■ WHAT THIS TASK INVOLVES:
Using the listing below, extract each line that has the word "mutual" in it.

=== GIVEN DATA ===

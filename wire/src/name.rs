use std::sync::OnceLock;

use regex::Regex;

/// Validates a login name against the ASCII identifier pattern
/// `^[A-Za-z0-9_]{1,32}$`.
///
/// This is intentionally narrower than the reference implementation's
/// Unicode `\w` semantics, restricted to ASCII for cross-implementation
/// interoperability.
pub fn is_valid_name(name: &str) -> bool {
    static PATTERN: OnceLock<Regex> = OnceLock::new();
    PATTERN
        .get_or_init(|| Regex::new(r"^[A-Za-z0-9_]{1,32}$").expect("pattern is valid"))
        .is_match(name)
}

#[cfg(test)]
mod tests {
    use super::*;

    #[test]
    fn accepts_ascii_word_names_up_to_32_chars() {
        assert!(is_valid_name("alice"));
        assert!(is_valid_name("a"));
        assert!(is_valid_name(&"a".repeat(32)));
    }

    #[test]
    fn rejects_empty_too_long_and_non_ascii_names() {
        assert!(!is_valid_name(""));
        assert!(!is_valid_name(&"a".repeat(33)));
        assert!(!is_valid_name("al ice"));
        assert!(!is_valid_name("café"));
    }
}
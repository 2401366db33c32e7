use wire::ErrorCode;

/// Failure of a step in the SRP-6a-bound-by-HMAC login handshake. Each
/// variant names the coded `ErrorCode` the owning `Node` should send back
/// to the peer before tearing down the connection.
#[derive(Debug, thiserror::Error)]
pub enum LoginError {
    #[error("name did not pass validation")]
    Credentials,
    #[error("HMAC verification failed")]
    Hmac,
    #[error("SRP challenge could not be processed: {0}")]
    Challenge(&'static str),
    #[error("SRP mutual verification failed")]
    Verification,
}

impl LoginError {
    pub fn code(&self) -> ErrorCode {
        match self {
            LoginError::Credentials => ErrorCode::Credentials,
            LoginError::Hmac => ErrorCode::Hmac,
            LoginError::Challenge(_) => ErrorCode::Challenge,
            LoginError::Verification => ErrorCode::Verification,
        }
    }
}
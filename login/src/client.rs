use keyhandler::KeyHandler;
use rand::RngCore;
use sha1::Sha1;
use srp::client::{SrpClient, SrpClientVerifier};
use srp::groups::G_2048;
use wire::{Command, Datagram};

use crate::error::LoginError;

/// Client-side SRP-6a login state machine, one instance per connection
/// attempt. Each step consumes `self` and returns the next state together
/// with the datagram to send, matching the one-shot nature of the
/// handshake (there is no retry of an individual step).
pub struct ClientLogin {
    name: String,
    hmac_key: Vec<u8>,
    password: Vec<u8>,
    secret_a: Vec<u8>,
}

/// Reached after the client has sent its ephemeral public value and is
/// waiting on the server's salt/challenge.
pub struct AwaitingChallenge {
    name: String,
    password: Vec<u8>,
    secret_a: Vec<u8>,
}

/// Reached after the client has answered the challenge with its proof and
/// is waiting on the server's `HAMK`.
pub struct AwaitingVerification {
    name: String,
    verifier: SrpClientVerifier<Sha1>,
}

impl ClientLogin {
    /// Builds the initial `LOGIN` datagram (name + HMAC over its UTF-8
    /// bytes) and the continuation used to drive the rest of the exchange.
    pub fn start(name: &str, hmac_key: &[u8], password: &[u8]) -> (Datagram, ClientLogin) {
        let tag = KeyHandler::hmac_sign(name.as_bytes(), hmac_key);
        let mut dg = Datagram::new(Command::Login.as_i32(), name, "");
        dg.set_data_bytes(name.as_bytes());
        dg.set_hmac(tag);

        let mut secret_a = vec![0u8; 64];
        rand::thread_rng().fill_bytes(&mut secret_a);

        (
            dg,
            ClientLogin {
                name: name.to_string(),
                hmac_key: hmac_key.to_vec(),
                password: password.to_vec(),
                secret_a,
            },
        )
    }

    /// Wraps the client's SRP ephemeral public value `A` as a `RESP`.
    pub fn send_ephemeral(self) -> (Datagram, AwaitingChallenge) {
        let client = SrpClient::<Sha1>::new(&G_2048);
        let a_pub = client.compute_public_ephemeral(&self.secret_a);

        let mut dg = Datagram::new(Command::Resp.as_i32(), &self.name, "");
        dg.set_data(serde_json::Value::String(hex::encode(a_pub)));

        (
            dg,
            AwaitingChallenge {
                name: self.name,
                password: self.password,
                secret_a: self.secret_a,
            },
        )
    }

    pub fn hmac_key(&self) -> &[u8] {
        &self.hmac_key
    }
}

impl AwaitingChallenge {
    /// Processes the server's `[hex(s), hex(B)]` challenge, returning the
    /// `RESP` carrying the client proof `M`.
    pub fn process_challenge(
        self,
        salt_hex: &str,
        b_pub_hex: &str,
    ) -> Result<(Datagram, AwaitingVerification), LoginError> {
        if salt_hex.is_empty() || b_pub_hex.is_empty() {
            return Err(LoginError::Challenge("missing salt or server ephemeral"));
        }
        let salt = hex::decode(salt_hex).map_err(|_| LoginError::Challenge("bad salt hex"))?;
        let b_pub =
            hex::decode(b_pub_hex).map_err(|_| LoginError::Challenge("bad ephemeral hex"))?;

        let client = SrpClient::<Sha1>::new(&G_2048);
        let verifier = client
            .process_reply(
                &self.secret_a,
                self.name.as_bytes(),
                &self.password,
                &salt,
                &b_pub,
            )
            .map_err(|_| LoginError::Challenge("process_reply rejected server ephemeral"))?;

        let mut dg = Datagram::new(Command::Resp.as_i32(), &self.name, "");
        dg.set_data(serde_json::Value::String(hex::encode(verifier.proof())));

        Ok((
            dg,
            AwaitingVerification {
                name: self.name,
                verifier,
            },
        ))
    }
}

impl AwaitingVerification {
    /// Verifies the server's `HAMK` proof and, on success, returns the
    /// login name, the fresh identity the server minted for this
    /// connection (carried in the `HAMK` datagram's `recipient`), and the
    /// negotiated SRP session key to install as the counter cipher.
    pub fn finish(self, hamk_dg: &Datagram) -> Result<(String, String, Vec<u8>), LoginError> {
        let hamk_hex = hamk_dg.data().as_str().unwrap_or_default();
        if hamk_hex.is_empty() {
            return Err(LoginError::Verification);
        }
        let hamk = hex::decode(hamk_hex).map_err(|_| LoginError::Verification)?;
        self.verifier
            .verify_server(&hamk)
            .map_err(|_| LoginError::Verification)?;

        let fresh_id = hamk_dg.recipient();
        if fresh_id.is_empty() {
            return Err(LoginError::Verification);
        }

        Ok((self.name, fresh_id.to_string(), self.verifier.key().to_vec()))
    }
}

#[cfg(test)]
mod tests {
    use super::*;

    #[test]
    fn start_produces_a_login_datagram_with_hmac() {
        let (dg, login) = ClientLogin::start("alice", b"hmac-key", b"s3cret");
        assert_eq!(dg.command(), Command::Login.as_i32());
        assert!(dg.hmac().is_some());
        assert!(KeyHandler::hmac_verify(
            dg.hmac().unwrap(),
            b"alice",
            login.hmac_key()
        ));
    }

    #[test]
    fn process_challenge_rejects_empty_fields() {
        let (_, login) = ClientLogin::start("alice", b"hmac-key", b"s3cret");
        let (_, awaiting) = login.send_ephemeral();
        let err = awaiting.process_challenge("", "").unwrap_err();
        assert!(matches!(err, LoginError::Challenge(_)));
    }
}
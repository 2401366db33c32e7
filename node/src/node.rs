use framer::Framer;
use keyhandler::KeyHandler;
use login::ServerLogin;
use num_bigint::BigUint;
use rand::RngCore;
use tokio::io::{AsyncRead, AsyncWrite};
use wire::{Command, Datagram, ErrorCode};

use crate::dispatch::DispatchOutcome;
use crate::error::NodeError;
use crate::role::Role;

/// An endpoint of one connection: the framed record I/O, the cryptographic
/// state, and the write-once identity fields, regardless of which side of
/// the handshake this particular node is playing.
pub struct Node<R, W> {
    framer: Framer<R, W>,
    key_handler: KeyHandler,
    id: String,
    id_reassigned: bool,
    name: Option<String>,
    role: Role,
    logged_in: bool,
}

impl<R, W> Node<R, W>
where
    R: AsyncRead + Unpin,
    W: AsyncWrite + Unpin,
{
    pub fn new(reader: R, writer: W, role: Role) -> Self {
        let mut id_bytes = [0u8; 16];
        rand::thread_rng().fill_bytes(&mut id_bytes);

        Node {
            framer: Framer::new(reader, writer),
            key_handler: KeyHandler::new(),
            id: hex::encode(id_bytes),
            id_reassigned: false,
            name: None,
            role,
            logged_in: false,
        }
    }

    pub fn id(&self) -> &str {
        &self.id
    }

    /// Replaces the connection-local id generated at construction with a
    /// fresh identity minted by the peer (the server, on successful
    /// login). May only be called once.
    pub fn set_id(&mut self, id: impl Into<String>) -> Result<(), NodeError> {
        if self.id_reassigned {
            return Err(NodeError::AlreadySet);
        }
        self.id = id.into();
        self.id_reassigned = true;
        Ok(())
    }

    pub fn name(&self) -> Option<&str> {
        self.name.as_deref()
    }

    pub fn is_logged_in(&self) -> bool {
        self.logged_in
    }

    pub fn key_handler(&self) -> &KeyHandler {
        &self.key_handler
    }

    /// Assigns the post-login identity. May only be called once.
    pub fn set_name(&mut self, name: impl Into<String>) -> Result<(), NodeError> {
        if self.name.is_some() {
            return Err(NodeError::AlreadySet);
        }
        self.name = Some(name.into());
        Ok(())
    }

    /// Sends the initial `SHAKE` datagram carrying this node's DH public
    /// value, in cleartext: the outer encrypt is a no-op until the peer's
    /// counterpart is installed.
    pub async fn send_shake(&mut self) {
        let mut dg = Datagram::new(Command::Shake.as_i32(), &self.id, &self.id);
        dg.set_data(serde_json::Value::String(
            self.key_handler.public_key().to_string(),
        ));
        self.framer.send(&dg, &self.key_handler).await;
    }

    pub async fn send(&mut self, dg: &Datagram) {
        self.framer.send(dg, &self.key_handler).await;
    }

    pub async fn recv(&mut self) -> Option<Datagram> {
        self.framer.recv(&self.key_handler).await
    }

    pub async fn send_error(&mut self, code: ErrorCode) {
        let mut dg = Datagram::new(Command::Err.as_i32(), &self.id, &self.id);
        dg.set_data(serde_json::json!(code.as_i32()));
        self.send(&dg).await;
    }

    fn handle_handshake(&mut self, dg: &Datagram) -> DispatchOutcome {
        let parsed = dg
            .data()
            .as_str()
            .and_then(|s| s.parse::<BigUint>().ok());
        match parsed {
            Some(counter_key) => match self.key_handler.set_counter_key(&counter_key) {
                Ok(()) => DispatchOutcome::Continue,
                Err(err) => {
                    tracing::warn!(node = %self.id, %err, "duplicate SHAKE datagram");
                    DispatchOutcome::Terminate
                }
            },
            None => {
                tracing::warn!(node = %self.id, "SHAKE datagram did not carry a valid public key");
                DispatchOutcome::Terminate
            }
        }
    }

    fn handle_error(&mut self, dg: &Datagram) -> DispatchOutcome {
        let code = dg
            .data()
            .as_i64()
            .and_then(|v| ErrorCode::from_i32(v as i32));
        tracing::warn!(node = %self.id, ?code, "peer reported an error");
        if self.logged_in {
            DispatchOutcome::Continue
        } else {
            DispatchOutcome::Terminate
        }
    }

    /// Drives the full server-side SRP login conversation for a freshly
    /// received `LOGIN` datagram, reading the intervening `RESP` frames
    /// directly rather than through [`Node::dispatch`]. Only meaningful
    /// for a `Responder` node; an `Initiator` that receives `LOGIN` treats
    /// it as an unexpected command.
    async fn handle_login(&mut self, dg: Datagram) -> DispatchOutcome {
        let (hmac_key, challenge_key) = match &self.role {
            Role::Responder {
                hmac_key,
                challenge_key,
            } => (hmac_key.clone(), challenge_key.clone()),
            Role::Initiator => {
                self.send_error(ErrorCode::Disconnect).await;
                return DispatchOutcome::Continue;
            }
        };

        let server = ServerLogin::new(&hmac_key, &challenge_key);
        let name = match server.verify_name(&dg) {
            Ok(n) => n,
            Err(e) => {
                self.send_error(e.code()).await;
                return DispatchOutcome::Terminate;
            }
        };

        let (ack, server) = match server.verify_hmac(&name, dg.hmac()) {
            Ok(pair) => pair,
            Err(e) => {
                self.send_error(e.code()).await;
                return DispatchOutcome::Terminate;
            }
        };
        self.send(&ack).await;

        let Some(ephemeral_dg) = self.recv().await else {
            return DispatchOutcome::Terminate;
        };
        let a_pub_hex = ephemeral_dg.data().as_str().unwrap_or_default();
        let (challenge_dg, server) = match server.challenge(a_pub_hex) {
            Ok(pair) => pair,
            Err(e) => {
                self.send_error(e.code()).await;
                return DispatchOutcome::Terminate;
            }
        };
        self.send(&challenge_dg).await;

        let Some(proof_dg) = self.recv().await else {
            return DispatchOutcome::Terminate;
        };
        let m_hex = proof_dg.data().as_str().unwrap_or_default();
        let (hamk_dg, session_key, fresh_id) = match server.verify_session(m_hex) {
            Ok(triple) => triple,
            Err(e) => {
                self.send_error(e.code()).await;
                return DispatchOutcome::Terminate;
            }
        };
        self.send(&hamk_dg).await;

        if self.key_handler.set_counter_cipher(&session_key).is_err() {
            tracing::warn!(node = %self.id, "counter cipher already installed");
            return DispatchOutcome::Terminate;
        }
        if self.set_name(name).is_err() {
            return DispatchOutcome::Terminate;
        }
        if self.set_id(fresh_id).is_err() {
            return DispatchOutcome::Terminate;
        }
        self.logged_in = true;
        tracing::debug!(node = %self.id, name = ?self.name, "login succeeded");
        DispatchOutcome::Continue
    }

    async fn dispatch(&mut self, dg: Datagram) -> DispatchOutcome {
        match Command::from_i32(dg.command()) {
            Some(Command::Shake) => self.handle_handshake(&dg),
            Some(Command::Err) => self.handle_error(&dg),
            Some(Command::Login) => self.handle_login(dg).await,
            Some(Command::Resp) | None => {
                self.send_error(ErrorCode::Disconnect).await;
                DispatchOutcome::Continue
            }
        }
    }

    async fn dispatch_loop(&mut self) {
        loop {
            match self.recv().await {
                None => break,
                Some(dg) => {
                    if self.dispatch(dg).await == DispatchOutcome::Terminate {
                        break;
                    }
                }
            }
        }
    }

    /// Sends the cleartext handshake and then loops receiving and
    /// dispatching datagrams until the peer disconnects or a handler
    /// signals termination. Used by a `Responder` node, whose peer's
    /// `LOGIN` arrives through this same loop.
    pub async fn run(&mut self) {
        self.send_shake().await;
        self.dispatch_loop().await;
    }

    /// Sends this node's `SHAKE` and waits for the peer's, installing the
    /// counter key. Used by an `Initiator`, which drives the rest of the
    /// login conversation explicitly rather than through the dispatch
    /// loop. Returns `false` if the peer disconnected or did not send a
    /// usable `SHAKE`.
    pub async fn handshake(&mut self) -> bool {
        self.send_shake().await;
        match self.recv().await {
            Some(dg) if Command::from_i32(dg.command()) == Some(Command::Shake) => {
                matches!(self.handle_handshake(&dg), DispatchOutcome::Continue)
            }
            _ => false,
        }
    }

    /// Installs the SRP-derived session key as the counter cipher, once
    /// login completes successfully.
    pub fn install_session_cipher(&mut self, session_key: &[u8]) -> Result<(), NodeError> {
        self.key_handler.set_counter_cipher(session_key)?;
        Ok(())
    }

    /// Resumes the idle dispatch loop (`ERR` handling) after an
    /// `Initiator` has completed login on its own.
    pub async fn serve(&mut self) {
        self.dispatch_loop().await;
    }
}

#[cfg(test)]
mod tests {
    use super::*;
    use login::ClientLogin;
    use tokio::io::{split, DuplexStream};

    type TestNode = Node<tokio::io::ReadHalf<DuplexStream>, tokio::io::WriteHalf<DuplexStream>>;

    fn pair() -> (TestNode, TestNode) {
        let (client_io, server_io) = tokio::io::duplex(8192);
        let (client_r, client_w) = split(client_io);
        let (server_r, server_w) = split(server_io);

        let client = Node::new(client_r, client_w, Role::Initiator);
        let server = Node::new(
            server_r,
            server_w,
            Role::Responder {
                hmac_key: b"hmac-key".to_vec(),
                challenge_key: b"password".to_vec(),
            },
        );
        (client, server)
    }

    #[tokio::test]
    async fn full_handshake_and_login_drive_both_nodes_into_the_logged_in_state() {
        let (mut client, mut server) = pair();

        let server_task = tokio::spawn(async move {
            server.run().await;
            server
        });

        assert!(client.handshake().await);

        let (login_dg, client_login) = ClientLogin::start("alice", b"hmac-key", b"password");
        client.send(&login_dg).await;

        let ack = client.recv().await.expect("ack");
        assert_eq!(ack.data(), &serde_json::Value::Bool(true));

        let (ephemeral_dg, client_login) = client_login.send_ephemeral();
        client.send(&ephemeral_dg).await;

        let challenge_dg = client.recv().await.expect("challenge");
        let pair = challenge_dg.data().as_array().unwrap();
        let salt_hex = pair[0].as_str().unwrap();
        let b_pub_hex = pair[1].as_str().unwrap();
        let (proof_dg, client_login) = client_login.process_challenge(salt_hex, b_pub_hex).unwrap();
        client.send(&proof_dg).await;

        let hamk_dg = client.recv().await.expect("hamk");
        let (verified_name, fresh_id, session_key) = client_login.finish(&hamk_dg).unwrap();

        client.install_session_cipher(&session_key).unwrap();
        client.set_name(verified_name.clone()).unwrap();
        client.set_id(fresh_id.clone()).unwrap();

        assert_eq!(client.name(), Some("alice"));
        assert_eq!(client.id(), fresh_id);

        drop(client);
        let server = server_task.await.unwrap();
        assert!(server.is_logged_in());
        assert_eq!(server.name(), Some("alice"));
        assert_eq!(server.id(), fresh_id);
    }

    #[tokio::test]
    async fn bad_hmac_terminates_the_server_side_connection() {
        let (mut client, mut server) = pair();
        let server_task = tokio::spawn(async move {
            server.run().await;
            server
        });

        assert!(client.handshake().await);

        let (mut login_dg, _client_login) = ClientLogin::start("alice", b"hmac-key", b"password");
        login_dg.set_hmac("garbage-tag");
        client.send(&login_dg).await;

        let err_dg = client.recv().await.expect("err datagram");
        assert_eq!(Command::from_i32(err_dg.command()), Some(Command::Err));

        drop(client);
        let server = server_task.await.unwrap();
        assert!(!server.is_logged_in());
    }
}
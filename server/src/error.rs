#[derive(Debug, thiserror::Error)]
pub enum ServerError {
    #[error("failed to bind {0}: {1}")]
    Bind(String, std::io::Error),
}
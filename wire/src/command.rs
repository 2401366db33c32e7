/// Command tag carried in every [`crate::Datagram`].
///
/// Negative values are reserved for control-plane commands that exist
/// outside of the application command space.
#[derive(Debug, Clone, Copy, PartialEq, Eq, Hash)]
#[repr(i32)]
pub enum Command {
    Shake = -1,
    Err = 0,
    Resp = 1,
    Login = 2,
}

impl Command {
    pub fn from_i32(v: i32) -> Option<Self> {
        match v {
            -1 => Some(Command::Shake),
            0 => Some(Command::Err),
            1 => Some(Command::Resp),
            2 => Some(Command::Login),
            _ => None,
        }
    }

    pub fn as_i32(self) -> i32 {
        self as i32
    }
}

/// Error codes carried as the `data` payload of an `Err` datagram.
#[derive(Debug, Clone, Copy, PartialEq, Eq, Hash)]
#[repr(i32)]
pub enum ErrorCode {
    NoConnection = -1,
    Disconnect = 0,
    Credentials = 1,
    Hmac = 2,
    Challenge = 3,
    Verification = 4,
}

impl ErrorCode {
    pub fn from_i32(v: i32) -> Option<Self> {
        match v {
            -1 => Some(ErrorCode::NoConnection),
            0 => Some(ErrorCode::Disconnect),
            1 => Some(ErrorCode::Credentials),
            2 => Some(ErrorCode::Hmac),
            3 => Some(ErrorCode::Challenge),
            4 => Some(ErrorCode::Verification),
            _ => None,
        }
    }

    pub fn as_i32(self) -> i32 {
        self as i32
    }

    /// Human-readable description, mirroring the reference error info table.
    pub fn info(self) -> &'static str {
        match self {
            ErrorCode::NoConnection => "no connection is established",
            ErrorCode::Disconnect => "peer disconnected or sent an unrecognized command",
            ErrorCode::Credentials => "unknown user name",
            ErrorCode::Hmac => "HMAC verification failed",
            ErrorCode::Challenge => "SRP challenge could not be processed",
            ErrorCode::Verification => "SRP mutual verification failed",
        }
    }
}
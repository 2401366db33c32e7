#![forbid(unsafe_code)]

mod error;

pub use error::ClientError;

use login::ClientLogin;
use node::{Node, Role};
use tokio::net::tcp::{OwnedReadHalf, OwnedWriteHalf};
use tokio::net::TcpStream;
use wire::{Command, Datagram, ErrorCode};

/// Turns a server reply into an error if it was a coded `ERR` rather than
/// the expected `RESP`.
fn reject_if_error(dg: &Datagram) -> Result<(), ClientError> {
    if Command::from_i32(dg.command()) == Some(Command::Err) {
        let code = dg
            .data()
            .as_i64()
            .and_then(|v| ErrorCode::from_i32(v as i32))
            .unwrap_or(ErrorCode::Disconnect);
        return Err(ClientError::Rejected(code));
    }
    Ok(())
}

/// The initiator side of a connection: dials a server, completes the
/// Diffie-Hellman handshake, and authenticates over SRP-6a bound by HMAC.
pub struct Client {
    node: Node<OwnedReadHalf, OwnedWriteHalf>,
}

impl Client {
    /// Connects to `addr` and completes the cleartext DH handshake. Login
    /// is a separate step ([`Client::login`]) so callers can inspect the
    /// negotiated node before presenting credentials.
    pub async fn connect(addr: &str) -> Result<Self, ClientError> {
        let stream = TcpStream::connect(addr)
            .await
            .map_err(|e| ClientError::Connect(addr.to_string(), e))?;
        let (read_half, write_half) = stream.into_split();
        let mut node = Node::new(read_half, write_half, Role::Initiator);

        if !node.handshake().await {
            return Err(ClientError::HandshakeFailed);
        }

        Ok(Client { node })
    }

    /// Runs the full SRP-6a login conversation over the connection
    /// established by [`Client::connect`], installing the negotiated
    /// session key as the counter cipher and setting this node's name on
    /// success.
    pub async fn login(
        &mut self,
        name: &str,
        hmac_key: &[u8],
        password: &[u8],
    ) -> Result<(), ClientError> {
        let (login_dg, login) = ClientLogin::start(name, hmac_key, password);
        self.node.send(&login_dg).await;
        tracing::debug!(name, "sent LOGIN");

        let ack = self.node.recv().await.ok_or(ClientError::Disconnected)?;
        reject_if_error(&ack)?;

        let (ephemeral_dg, login) = login.send_ephemeral();
        self.node.send(&ephemeral_dg).await;

        let challenge_dg = self.node.recv().await.ok_or(ClientError::Disconnected)?;
        reject_if_error(&challenge_dg)?;
        let pair = challenge_dg
            .data()
            .as_array()
            .ok_or(ClientError::Login(login::LoginError::Challenge(
                "challenge response was not a two-element array",
            )))?;
        let salt_hex = pair.first().and_then(|v| v.as_str()).unwrap_or_default();
        let b_pub_hex = pair.get(1).and_then(|v| v.as_str()).unwrap_or_default();
        let (proof_dg, login) = login.process_challenge(salt_hex, b_pub_hex)?;
        self.node.send(&proof_dg).await;

        let hamk_dg = self.node.recv().await.ok_or(ClientError::Disconnected)?;
        reject_if_error(&hamk_dg)?;
        let (verified_name, fresh_id, session_key) = login.finish(&hamk_dg)?;

        self.node.install_session_cipher(&session_key)?;
        self.node.set_name(verified_name)?;
        self.node.set_id(fresh_id)?;
        tracing::debug!(node = self.node.id(), "login succeeded");
        Ok(())
    }

    /// Resumes the idle dispatch loop (error handling, future traffic)
    /// after a successful login. Returns once the peer disconnects.
    pub async fn serve(&mut self) {
        self.node.serve().await;
    }

    pub fn name(&self) -> Option<&str> {
        self.node.name()
    }

    pub fn node(&self) -> &Node<OwnedReadHalf, OwnedWriteHalf> {
        &self.node
    }
}
//! RFC 1924 base85: the compact ASCII alphabet used (among other places) by
//! IPv6 literal encoding, reused here purely as a byte <-> printable-string
//! transport codec. No relation to the ZeroMQ Z85 variant, which uses a
//! different ordering of the same character set.

use thiserror::Error;

const ALPHABET: &[u8; 85] =
    b"0123456789ABCDEFGHIJKLMNOPQRSTUVWXYZabcdefghijklmnopqrstuvwxyz!#$%&()*+-;<=>?@^_`{|}~";

#[derive(Debug, Error)]
pub enum Base85Error {
    #[error("base85 input length {0} is not a multiple of 5 after padding")]
    BadLength(usize),
    #[error("byte {0:#04x} is not a valid base85 character")]
    InvalidByte(u8),
    #[error("decoded group overflows a 32-bit word")]
    Overflow,
}

fn decode_table() -> [i8; 256] {
    let mut table = [-1i8; 256];
    for (value, &ch) in ALPHABET.iter().enumerate() {
        table[ch as usize] = value as i8;
    }
    table
}

/// Encodes arbitrary bytes into RFC 1924 base85, processing 4-byte groups
/// into 5 characters. The final partial group (if any) is padded with zero
/// bytes for encoding and the corresponding trailing characters are trimmed.
pub fn encode(data: &[u8]) -> String {
    let mut out = String::with_capacity((data.len() * 5).div_ceil(4));
    for chunk in data.chunks(4) {
        let mut buf = [0u8; 4];
        buf[..chunk.len()].copy_from_slice(chunk);
        let mut word = u32::from_be_bytes(buf);

        let mut group = [0u8; 5];
        for slot in group.iter_mut().rev() {
            *slot = ALPHABET[(word % 85) as usize];
            word /= 85;
        }
        let keep = chunk.len() + 1;
        out.push_str(std::str::from_utf8(&group[..keep]).expect("alphabet is ASCII"));
    }
    out
}

/// Decodes an RFC 1924 base85 string produced by [`encode`].
pub fn decode(s: &str) -> Result<Vec<u8>, Base85Error> {
    let table = decode_table();
    let bytes = s.as_bytes();
    let mut out = Vec::with_capacity(bytes.len() * 4 / 5);

    for chunk in bytes.chunks(5) {
        let mut word: u32 = 0;
        for &b in chunk {
            let digit = table[b as usize];
            if digit < 0 {
                return Err(Base85Error::InvalidByte(b));
            }
            word = word
                .checked_mul(85)
                .and_then(|w| w.checked_add(digit as u32))
                .ok_or(Base85Error::Overflow)?;
        }
        // pad missing trailing chars as if they were the highest symbol,
        // mirroring the zero-byte padding used on encode
        for _ in chunk.len()..5 {
            word = word.checked_mul(85).ok_or(Base85Error::Overflow)?;
        }
        let full = word.to_be_bytes();
        out.extend_from_slice(&full[..chunk.len() - 1]);
    }
    Ok(out)
}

===

■ ANSWER TO THIS TASK:
    #[error("SRP mutual verification failed")]
            ErrorCode::Verification => "SRP mutual verification failed",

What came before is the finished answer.